Indonesia baru memiliki satu undang-undang untuk mengatur perilaku di ruang digital yakni undang-undang transaksi elektronik. Kasus pencemaran nama baik yang paling banyak dilaporkan. Pencemaran nama baik ini terkait juga dengan masalah budaya baik untuk perorangan atau kelompok, suku bangsa. di ranah budaya ini yang paling berbeda-beda sehingga pencemaran nama baik sering terjadi.

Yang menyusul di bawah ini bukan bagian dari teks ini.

// Cloud Bucket - uniform object storage access
// Copyright (C) 2025 Cloud Bucket Contributors
//
// This program is free software: you can redistribute it and/or modify
// it under the terms of the GNU Affero General Public License as published
// by the Free Software Foundation, either version 3 of the License, or
// (at your option) any later version.
//
// This program is distributed in the hope that it will be useful,
// but WITHOUT ANY WARRANTY; without even the implied warranty of
// MERCHANTABILITY or FITNESS FOR A PARTICULAR PURPOSE. See the
// GNU Affero General Public License for more details.

//! Backend-neutral bucket façade
//!
//! [`Bucket`] turns one logical request into zero, one or many driver calls.
//! Multi-item operations (`copy`, `download`, `upload`, `delete_all`) resolve
//! their source first, enforce the single-target rule, then transfer items
//! one after another in listing order and stop at the first failure. Nothing
//! already transferred is rolled back.
//!
//! A destination ending in `/` is a directory: every matched item keeps its
//! path relative to the source's base directory below it. Any other
//! destination names exactly one object, so a source matching several items
//! is rejected with [`StorageError::TooManyMatches`] before anything moves.
//!
//! # Examples
//!
//! ```rust,no_run
//! use cloud_bucket_storage::{Bucket, ListOptions, MemoryDriver};
//!
//! # async fn run() -> cloud_bucket_storage::StorageResult<()> {
//! let bucket = Bucket::new(MemoryDriver::new("media"));
//! bucket.upload("./site/", "www/").await?;
//!
//! let page = bucket
//!     .list(ListOptions::prefix("www/").directory(true).limit(100))
//!     .await?;
//! println!("{} files, dirs: {:?}", page.files.len(), page.dirs);
//!
//! bucket.copy("www/**/*.html", "backup/").await?;
//! bucket.download("backup/", "/tmp/restore/").await?;
//! # Ok(())
//! # }
//! ```

use crate::driver::Driver;
use crate::error::{StorageError, StorageResult};
use crate::local::{content_type_for, ensure_parent_dir, expand_local_source, normalize_local};
use crate::observer::{BucketObserver, NoopObserver, OpEvent, Operation, TracingObserver};
use crate::pathspec::{
    build_full_dest_path, parse_prefix_or_glob, resolve_destination_path, resolve_list_arg,
    GlobMatcher,
};
use crate::stream::{ObjectReader, ObjectWriter};
use crate::types::{
    BackendType, BucketFile, BucketFileDeleted, BucketRef, ListArg, ListQuery, ListResult,
};
use bytes::Bytes;
use std::future::Future;
use std::path::{PathBuf, MAIN_SEPARATOR};
use std::sync::Arc;
use tokio_util::sync::CancellationToken;
use tracing::debug;

/// Construction options of a bucket façade
#[derive(Debug, Clone, Copy, Default, PartialEq, Eq)]
pub struct BucketOptions {
    /// Log one line per transfer through `tracing`
    pub log: bool,
}

/// Destination of a copy
#[derive(Debug, Clone, Copy)]
pub enum CopyDest<'a> {
    /// Path in the source bucket
    Path(&'a str),
    /// Bucket and path of an existing file
    File(&'a BucketFile),
    /// Path in another bucket of the same backend
    Bucket(&'a BucketRef, &'a str),
}

impl<'a> From<&'a str> for CopyDest<'a> {
    fn from(value: &'a str) -> Self {
        CopyDest::Path(value)
    }
}

impl<'a> From<&'a String> for CopyDest<'a> {
    fn from(value: &'a String) -> Self {
        CopyDest::Path(value)
    }
}

impl<'a> From<&'a BucketFile> for CopyDest<'a> {
    fn from(value: &'a BucketFile) -> Self {
        CopyDest::File(value)
    }
}

impl<'a> From<(&'a BucketRef, &'a str)> for CopyDest<'a> {
    fn from((bucket, path): (&'a BucketRef, &'a str)) -> Self {
        CopyDest::Bucket(bucket, path)
    }
}

/// Uniform operations over one remote bucket
#[derive(Debug)]
pub struct Bucket<D: Driver> {
    driver: D,
    handle: BucketRef,
    observer: Arc<dyn BucketObserver>,
}

async fn cancellable<T, F>(cancel: &CancellationToken, fut: F) -> StorageResult<T>
where
    F: Future<Output = StorageResult<T>>,
{
    tokio::select! {
        biased;
        _ = cancel.cancelled() => Err(StorageError::Cancelled),
        result = fut => result,
    }
}

fn is_local_dir(path: &str) -> bool {
    path.ends_with('/') || path.ends_with(MAIN_SEPARATOR)
}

Hal itu disampaikan Ujang Suranto, rektor Universitas Wiralodra Indramayu saat menjadi pembicara dalam webinar Gerakan Nasional Literasi Digital 2021 di wilayah Kabupaten Indramayu, Jawa Barat, Rabu (13/10/2021).
Adanya perbedaan seperti bahasa yang diucapkan oleh orang Jawa mungkin saja kata-kata yang kasar menurut arti dari suku bangsa lain. Kemudian kasus lainnya yang sering terjadi dan dilaporkan yaitu ujaran kebencian. Hal ini tentu tidak kita harapkan karena bangsa kita sebenarnya adalah bangsa yang sangat plural sangat banyak suku bangsa bisa dibayangkan jika semua tidak bisa menahan diri.

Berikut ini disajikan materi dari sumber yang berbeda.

// Cloud Bucket - uniform object storage access
// Copyright (C) 2025 Cloud Bucket Contributors
//
// This program is free software: you can redistribute it and/or modify
// it under the terms of the GNU Affero General Public License as published
// by the Free Software Foundation, either version 3 of the License, or
// (at your option) any later version.
//
// This program is distributed in the hope that it will be useful,
// but WITHOUT ANY WARRANTY; without even the implied warranty of
// MERCHANTABILITY or FITNESS FOR A PARTICULAR PURPOSE. See the
// GNU Affero General Public License for more details.

//! HMAC-SHA1 URL signing (Cloud CDN style)
//!
//! The signed string is the URL with its `Expires` and `KeyName` parameters;
//! the signature is appended as URL-safe base64 without padding. Each URL
//! needs its own signature.

use crate::error::{SignError, SignResult};
use base64::engine::general_purpose::{STANDARD, STANDARD_NO_PAD, URL_SAFE, URL_SAFE_NO_PAD};
use base64::Engine as _;
use hmac::{Hmac, Mac};
use sha1::Sha1;
use std::fmt;
use zeroize::Zeroizing;

type HmacSha1 = Hmac<Sha1>;

/// Decoded shared secret
#[derive(Clone)]
pub struct HmacKey {
    secret: Zeroizing<Vec<u8>>,
}

impl HmacKey {
    /// Decode a base64 secret, standard or URL-safe alphabet, padded or not
    pub fn from_base64(key: &str) -> SignResult<Self> {
        let key = key.trim();
        if key.is_empty() {
            return Err(SignError::InvalidKey("HMAC key is empty".to_string()));
        }
        let secret = [STANDARD, URL_SAFE, STANDARD_NO_PAD, URL_SAFE_NO_PAD]
            .iter()
            .find_map(|engine| engine.decode(key).ok())
            .ok_or_else(|| SignError::InvalidKey("HMAC key is not valid base64".to_string()))?;
        Ok(HmacKey {
            secret: Zeroizing::new(secret),
        })
    }

    /// Sign `url`, returning it with `Expires`, `KeyName` and `Signature` appended
    pub fn sign_url(&self, url: &str, expires: u64, key_name: &str) -> SignResult<String> {
        let to_sign = format!("{url}?Expires={expires}&KeyName={key_name}");
        let mut mac = HmacSha1::new_from_slice(&self.secret)
            .map_err(|e| SignError::InvalidKey(e.to_string()))?;
        mac.update(to_sign.as_bytes());
        let signature = URL_SAFE_NO_PAD.encode(mac.finalize().into_bytes());
        Ok(format!("{to_sign}&Signature={signature}"))
    }
}

impl fmt::Debug for HmacKey {
    fn fmt(&self, f: &mut fmt::Formatter<'_>) -> fmt::Result {
        f.debug_struct("HmacKey")
            .field("len", &self.secret.len())
            .finish()
    }
}

#[cfg(test)]
mod tests {
    use super::*;

    const KEY: &str = "MDEyMzQ1Njc4OWFiY2RlZg==";

    #[test]
    fn test_known_signature() {
        let key = HmacKey::from_base64(KEY).unwrap();
        let signed = key
            .sign_url("https://cdn.example.com/videos/a.mp4", 1700000000, "my-key")
            .unwrap();
        assert_eq!(
            signed,
            "https://cdn.example.com/videos/a.mp4?Expires=1700000000&KeyName=my-key&Signature=beUPdp6AbteFcWLDUcYaoWXW5ZU"
        );
    }

    #[test]
    fn test_unpadded_and_url_safe_keys_decode_alike() {
        let padded = HmacKey::from_base64(KEY).unwrap();
        let unpadded = HmacKey::from_base64("MDEyMzQ1Njc4OWFiY2RlZg").unwrap();
        assert_eq!(*padded.secret, *unpadded.secret);
        assert_eq!(padded.secret.as_slice(), b"0123456789abcdef");
    }

    #[test]
    fn test_invalid_key() {
        assert!(matches!(HmacKey::from_base64(""), Err(SignError::InvalidKey(_))));
        assert!(matches!(HmacKey::from_base64("!!not base64!!"), Err(SignError::InvalidKey(_))));
    }

    #[test]
    fn test_debug_hides_secret() {
        let key = HmacKey::from_base64(KEY).unwrap();
        assert_eq!(format!("{:?}", key), "HmacKey { len: 16 }");
    }
}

“Saya menitikberatkan pada pencemaran nama baik karena aspek yang begitu luas. Karena ini menyangkut dengan budaya, adat istiadat agama. Jangan sampai perbuatan kita di ruang digital itu menistakan sebuah agama. Kita harus hati-hati sekali dalam membuat konten,” ungkapnya.
Begitu juga dengan adat istiadat dan juga kebiasaan. Ujang bercerita, tahun yang lalu ada yang dituntut oleh sebuah suku. Akibat yang ditimbulkan dikhawatirkan ialah perpecahan antara suku bangsa sungguh ini sangat meresahkan. Apabila pencemaran nama baik ini semakin banyak indikasinya yakni terbukti apa yang disampaikan oleh Presiden Jokowi konten negatif semakin meluas. Maka dari itu, kita sebagai pengguna digital harus menekan ujaran kebencian di tengah semakin meluasnya media sosial yang diisi beragam jenis lapisan masyarakat dan juga usia.

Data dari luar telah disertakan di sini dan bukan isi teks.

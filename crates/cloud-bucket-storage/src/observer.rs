// Cloud Bucket - uniform object storage access
// Copyright (C) 2025 Cloud Bucket Contributors
//
// This program is free software: you can redistribute it and/or modify
// it under the terms of the GNU Affero General Public License as published
// by the Free Software Foundation, either version 3 of the License, or
// (at your option) any later version.
//
// This program is distributed in the hope that it will be useful,
// but WITHOUT ANY WARRANTY; without even the implied warranty of
// MERCHANTABILITY or FITNESS FOR A PARTICULAR PURPOSE. See the
// GNU Affero General Public License for more details.

//! Transfer observers
//!
//! The façade reports every remote transfer and delete to a
//! [`BucketObserver`]. The default [`NoopObserver`] discards events;
//! [`TracingObserver`] turns them into human-readable `tracing` lines.

use crate::error::StorageError;
use std::fmt;
use tracing::{info, warn};

/// Kind of remote operation being reported
#[derive(Debug, Clone, Copy, PartialEq, Eq)]
pub enum Operation {
    /// Server-side copy
    Copy,
    /// Remote to local transfer
    Download,
    /// Local to remote transfer
    Upload,
    /// Object removal
    Delete,
}

impl Operation {
    fn verb(&self) -> &'static str {
        match self {
            Operation::Copy => "Copying",
            Operation::Download => "Downloading",
            Operation::Upload => "Uploading",
            Operation::Delete => "Deleting",
        }
    }
}

/// One observed operation
#[derive(Debug, Clone, PartialEq, Eq)]
pub struct OpEvent {
    /// What is being done
    pub operation: Operation,
    /// Source, as `scheme://bucket/path` or a local path
    pub source: String,
    /// Destination, absent for deletes
    pub target: Option<String>,
}

impl OpEvent {
    /// Event for a transfer from `source` to `target`
    pub fn transfer(operation: Operation, source: String, target: String) -> Self {
        OpEvent {
            operation,
            source,
            target: Some(target),
        }
    }

    /// Event for a delete of `source`
    pub fn delete(source: String) -> Self {
        OpEvent {
            operation: Operation::Delete,
            source,
            target: None,
        }
    }
}

impl fmt::Display for OpEvent {
    fn fmt(&self, f: &mut fmt::Formatter<'_>) -> fmt::Result {
        match &self.target {
            Some(target) => write!(f, "{} {} to {}", self.operation.verb(), self.source, target),
            None => write!(f, "{} {}", self.operation.verb(), self.source),
        }
    }
}

/// Receiver of transfer lifecycle events
pub trait BucketObserver: Send + Sync + fmt::Debug {
    /// Operation is about to start
    fn on_start(&self, _event: &OpEvent) {}

    /// Operation completed
    fn on_success(&self, _event: &OpEvent) {}

    /// Operation had nothing to do (delete of an absent object)
    fn on_skip(&self, _event: &OpEvent) {}

    /// Operation failed; the error is returned to the caller afterwards
    fn on_failure(&self, _event: &OpEvent, _error: &StorageError) {}
}

/// Observer that ignores every event
#[derive(Debug, Default, Clone, Copy)]
pub struct NoopObserver;

impl BucketObserver for NoopObserver {}

/// Observer logging one line per finished operation through `tracing`
///
/// Lines read `Copying s3://media/a.txt to s3://media/b.txt - DONE`.
#[derive(Debug, Default, Clone, Copy)]
pub struct TracingObserver;

impl BucketObserver for TracingObserver {
    fn on_success(&self, event: &OpEvent) {
        info!(target: "cloud_bucket", "{event} - DONE");
    }

    fn on_skip(&self, event: &OpEvent) {
        info!(target: "cloud_bucket", "{event} - SKIPPED (object not found)");
    }

    fn on_failure(&self, event: &OpEvent, error: &StorageError) {
        warn!(target: "cloud_bucket", "{event} - FAIL - ABORT - Cause: {error}");
    }
}

#[cfg(test)]
mod tests {
    use super::*;

    #[test]
    fn test_event_display() {
        let copy = OpEvent::transfer(
            Operation::Copy,
            "s3://media/a.txt".to_string(),
            "s3://media/b.txt".to_string(),
        );
        assert_eq!(copy.to_string(), "Copying s3://media/a.txt to s3://media/b.txt");

        let delete = OpEvent::delete("gs://media/a.txt".to_string());
        assert_eq!(delete.to_string(), "Deleting gs://media/a.txt");
    }

    #[test]
    fn test_tracing_observer_does_not_panic_without_subscriber() {
        let event = OpEvent::delete("mem://b/x".to_string());
        TracingObserver.on_start(&event);
        TracingObserver.on_success(&event);
        TracingObserver.on_skip(&event);
        TracingObserver.on_failure(&event, &StorageError::Cancelled);
    }
}
// Cloud Bucket - uniform object storage access
// Copyright (C) 2025 Cloud Bucket Contributors
//
// This program is free software: you can redistribute it and/or modify
// it under the terms of the GNU Affero General Public License as published
// by the Free Software Foundation, either version 3 of the License, or
// (at your option) any later version.
//
// This program is distributed in the hope that it will be useful,
// but WITHOUT ANY WARRANTY; without even the implied warranty of
// MERCHANTABILITY or FITNESS FOR A PARTICULAR PURPOSE. See the
// GNU Affero General Public License for more details.

//! Configuration schema
//!
//! ```toml
//! [buckets.media]
//! bucket_name = "media"
//! access_key_id = "AKIA..."
//! access_key_secret = "..."
//!
//! [signing.videos]
//! type = "s3"
//! key_name = "K2JCJMDEHXQW5F"
//! key_path = "/etc/cloud-bucket/cloudfront.pem"
//! urls = ["https://d111111abcdef8.cloudfront.net/videos/*"]
//!
//! [logging]
//! level = "info"
//! format = "json"
//! log_transfers = true
//! ```

use crate::error::{ConfigError, ConfigResult};
use cloud_bucket_observability::{LogConfig, LogFormat};
use cloud_bucket_signer::{SignUrlOptions, SigningScheme, UrlSigner, WILDCARD};
use cloud_bucket_storage::{get_bucket, AnyBucket, BucketOptions};
use serde::{Deserialize, Serialize};
use serde_json::Value;
use std::collections::BTreeMap;
use std::fmt;
use std::path::PathBuf;
use std::time::Duration;
use tracing::debug;

/// Root configuration
#[derive(Debug, Clone, Default, Serialize, Deserialize, PartialEq)]
pub struct Config {
    /// Named bucket configurations, passed as-is to the driver factory
    #[serde(default)]
    pub buckets: BTreeMap<String, Value>,

    /// Named URL signing profiles
    #[serde(default)]
    pub signing: BTreeMap<String, SigningProfile>,

    /// Logging settings
    #[serde(default)]
    pub logging: LoggingConfig,
}

impl Config {
    /// Raw configuration of the bucket called `name`
    pub fn bucket_config(&self, name: &str) -> ConfigResult<&Value> {
        self.buckets.get(name).ok_or_else(|| ConfigError::UnknownEntry {
            kind: "bucket",
            name: name.to_string(),
        })
    }

    /// Façade options derived from the logging settings
    pub fn bucket_options(&self) -> BucketOptions {
        BucketOptions {
            log: self.logging.log_transfers,
        }
    }

    /// Connect the bucket called `name`
    pub async fn connect_bucket(&self, name: &str) -> ConfigResult<AnyBucket> {
        let bucket = get_bucket(self.bucket_config(name)?, self.bucket_options()).await?;
        Ok(bucket)
    }

    /// Signing profile called `name`
    pub fn signing_profile(&self, name: &str) -> ConfigResult<&SigningProfile> {
        self.signing.get(name).ok_or_else(|| ConfigError::UnknownEntry {
            kind: "signing profile",
            name: name.to_string(),
        })
    }

    /// Profile whose URL base is the longest prefix of `url`
    pub fn profile_for_url(&self, url: &str) -> Option<(&str, &SigningProfile)> {
        self.signing
            .iter()
            .filter_map(|(name, profile)| {
                profile
                    .matching_base(url)
                    .map(|base| (base.len(), name.as_str(), profile))
            })
            .max_by_key(|(len, _, _)| *len)
            .map(|(_, name, profile)| (name, profile))
    }

    /// Sign `url` with the profile covering it
    pub async fn sign_url(&self, url: &str) -> ConfigResult<String> {
        let (name, profile) = self.profile_for_url(url).ok_or_else(|| ConfigError::UnknownEntry {
            kind: "signing profile for URL",
            name: url.to_string(),
        })?;
        debug!(profile = %name, url = %url, "Signing URL");
        let opts = profile.options().await?;
        Ok(cloud_bucket_signer::sign_url(url, &opts)?)
    }
}

fn default_expires_in_secs() -> u64 {
    3600
}

/// How URLs below a set of bases get signed
#[derive(Clone, Serialize, Deserialize, PartialEq)]
pub struct SigningProfile {
    /// Backend tag: `s3`, `gs`, `minio` or `none`
    #[serde(rename = "type")]
    pub scheme: String,

    /// Key pair ID (`s3`) or key name (`gs`)
    #[serde(default)]
    pub key_name: String,

    /// Inline key material
    #[serde(default, skip_serializing_if = "Option::is_none")]
    pub key: Option<String>,

    /// File holding the key material
    #[serde(default, skip_serializing_if = "Option::is_none")]
    pub key_path: Option<PathBuf>,

    /// Lifetime of signed URLs in seconds
    #[serde(default = "default_expires_in_secs")]
    pub expires_in_secs: u64,

    /// URL bases this profile signs; a trailing `*` marks a wildcard base
    #[serde(default)]
    pub urls: Vec<String>,
}

impl SigningProfile {
    /// Parsed signing scheme
    pub fn signing_scheme(&self) -> ConfigResult<SigningScheme> {
        Ok(self.scheme.parse()?)
    }

    /// First configured base covering `url`
    pub fn matching_base(&self, url: &str) -> Option<&str> {
        self.urls
            .iter()
            .map(|base| base.strip_suffix(WILDCARD).unwrap_or(base))
            .find(|base| url.starts_with(base))
    }

    /// Key material, read from `key_path` when not given inline
    pub async fn load_key(&self) -> ConfigResult<String> {
        match (&self.key, &self.key_path) {
            (Some(key), _) => Ok(key.clone()),
            (None, Some(path)) => Ok(tokio::fs::read_to_string(path).await?),
            (None, None) => Ok(String::new()),
        }
    }

    /// Signing options expiring `expires_in_secs` from now
    pub async fn options(&self) -> ConfigResult<SignUrlOptions> {
        Ok(
            SignUrlOptions::new(self.signing_scheme()?, &self.key_name, self.load_key().await?)
                .expires_in(Duration::from_secs(self.expires_in_secs)),
        )
    }

    /// Reusable signers, one per configured base
    pub async fn signers(&self) -> ConfigResult<Vec<UrlSigner>> {
        let opts = self.options().await?;
        self.urls
            .iter()
            .map(|base| UrlSigner::new(base, &opts).map_err(ConfigError::from))
            .collect()
    }
}

impl fmt::Debug for SigningProfile {
    fn fmt(&self, f: &mut fmt::Formatter<'_>) -> fmt::Result {
        f.debug_struct("SigningProfile")
            .field("scheme", &self.scheme)
            .field("key_name", &self.key_name)
            .field("key", &self.key.as_ref().map(|_| "***"))
            .field("key_path", &self.key_path)
            .field("expires_in_secs", &self.expires_in_secs)
            .field("urls", &self.urls)
            .finish()
    }
}

fn default_log_format() -> String {
    LogFormat::default().as_str().to_string()
}

/// Logging settings
#[derive(Debug, Clone, Serialize, Deserialize, PartialEq)]
pub struct LoggingConfig {
    /// Filter directives; unset defers to `CLOUD_BUCKET_LOG` and `RUST_LOG`
    #[serde(default, skip_serializing_if = "Option::is_none")]
    pub level: Option<String>,

    /// `pretty`, `compact` or `json`
    #[serde(default = "default_log_format")]
    pub format: String,

    /// Log one line per transfer
    #[serde(default)]
    pub log_transfers: bool,
}

impl Default for LoggingConfig {
    fn default() -> Self {
        LoggingConfig {
            level: None,
            format: default_log_format(),
            log_transfers: false,
        }
    }
}

impl LoggingConfig {
    /// Subscriber configuration for these settings
    pub fn log_config(&self) -> ConfigResult<LogConfig> {
        let format: LogFormat = self
            .format
            .parse()
            .map_err(|e: cloud_bucket_observability::LogError| ConfigError::invalid_value("logging.format", e.to_string()))?;
        let mut config = LogConfig::new().with_format(format);
        if let Some(level) = &self.level {
            config = config.with_level(level.as_str());
        }
        Ok(config)
    }
}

“Jangan sampai generasi masa kini malah mewariskan hal-hal negatif di ruang digital,” tuturnya. Tentu, kita tidak menginginkan pencemaran nama baik ataupun ujaran kebencian menjadi sesuatu yang wajar sehingga mudah dilakukan oleh para generasi penerus.
Webinar juga menghadirkan pembicara, Nanang Abdurahman (Founder Indonesia Training Consulting), Stelita Marsha (Tenaga Ahli Kemendikbud/, Dwi Septian Hermawan (Ketua BEM Universitas Wiraloda), dan Kila Shafia sebagai Key Opinion Leader.